-- Information follows --

use std::sync::Arc;

use chrono::{DateTime, Utc};
use serde::{Deserialize, Serialize};

use crate::agents::ResearchService;
use crate::config::Config;
use crate::settings::SettingsStorage;

#[derive(Clone)]
pub struct AppState {
    pub config: Config,
    pub service: Arc<ResearchService>,
    pub settings: Arc<SettingsStorage>,
}

/// Lifecycle of one research session.
#[derive(Debug, Clone, Copy, PartialEq, Eq, Default, Serialize, Deserialize)]
#[serde(rename_all = "lowercase")]
pub enum ResearchStatus {
    #[default]
    Idle,
    Researching,
    Drafting,
    Complete,
    Error,
}

impl ResearchStatus {
    pub fn is_terminal(&self) -> bool {
        matches!(self, ResearchStatus::Complete | ResearchStatus::Error)
    }
}

impl std::fmt::Display for ResearchStatus {
    fn fmt(&self, f: &mut std::fmt::Formatter<'_>) -> std::fmt::Result {
        match self {
            ResearchStatus::Idle => write!(f, "idle"),
            ResearchStatus::Researching => write!(f, "researching"),
            ResearchStatus::Drafting => write!(f, "drafting"),
            ResearchStatus::Complete => write!(f, "complete"),
            ResearchStatus::Error => write!(f, "error"),
        }
    }
}

/// A search result normalized into the session's data model.
#[derive(Debug, Clone, PartialEq, Serialize, Deserialize)]
#[serde(rename_all = "camelCase")]
pub struct Source {
    pub id: String,
    pub title: String,
    pub url: String,
    /// At most 200 characters of content, plus "..." when cut.
    pub snippet: String,
    pub relevance_score: f64,
}

/// One research query's full lifecycle record.
#[derive(Debug, Clone, PartialEq, Serialize, Deserialize)]
#[serde(rename_all = "camelCase")]
pub struct ResearchSession {
    pub id: String,
    pub query: String,
    #[serde(with = "chrono::serde::ts_milliseconds")]
    pub timestamp: DateTime<Utc>,
    pub status: ResearchStatus,
    pub sources: Vec<Source>,
    pub answer: String,
    #[serde(default, skip_serializing_if = "Option::is_none")]
    pub error: Option<String>,
}

impl ResearchSession {
    pub fn new(query: impl Into<String>) -> Self {
        Self {
            id: uuid::Uuid::new_v4().to_string(),
            query: query.into(),
            timestamp: now_millis(),
            status: ResearchStatus::Researching,
            sources: Vec::new(),
            answer: String::new(),
            error: None,
        }
    }
}

/// Current time at the millisecond precision the wire format keeps.
fn now_millis() -> DateTime<Utc> {
    let now = Utc::now();
    DateTime::from_timestamp_millis(now.timestamp_millis()).unwrap_or(now)
}

/// Display state of one phase runner. An empty step means idle.
#[derive(Debug, Clone, Default, PartialEq, Serialize, Deserialize)]
#[serde(rename_all = "camelCase")]
pub struct AgentPhaseState {
    pub current_step: String,
    pub progress: f64,
    #[serde(default, skip_serializing_if = "Option::is_none")]
    pub thoughts: Option<String>,
}

impl AgentPhaseState {
    pub fn is_idle(&self) -> bool {
        self.current_step.is_empty()
    }
}

#[derive(Debug, Clone, Copy, PartialEq, Eq, Serialize, Deserialize)]
#[serde(rename_all = "lowercase")]
pub enum Phase {
    Research,
    Drafting,
}

/// A completed session kept in history.
#[derive(Debug, Clone, PartialEq, Serialize, Deserialize)]
#[serde(rename_all = "camelCase")]
pub struct HistoryEntry {
    pub id: String,
    pub session: ResearchSession,
}

/// Read-only view of the session store.
#[derive(Debug, Clone, Default, Serialize)]
#[serde(rename_all = "camelCase")]
pub struct StoreSnapshot {
    pub current: Option<ResearchSession>,
    pub research_agent: AgentPhaseState,
    pub drafting_agent: AgentPhaseState,
    pub history: Vec<HistoryEntry>,
}

#[derive(Debug, Clone, Deserialize)]
pub struct StartResearchRequest {
    pub query: String,
}

#[derive(Debug, Clone, Serialize)]
pub struct StartResearchResponse {
    pub id: String,
    pub status: ResearchStatus,
}

#[derive(Debug, Clone, Serialize)]
pub struct HealthResponse {
    pub status: String,
    pub timestamp: String,
    pub search_configured: bool,
}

-- Information concluded --

--- Activity ---
Retrieve each line of the data in which the word "ResearchService" can be found.

--- Response for this exercise ---
use crate::agents::ResearchService;
    pub service: Arc<ResearchService>,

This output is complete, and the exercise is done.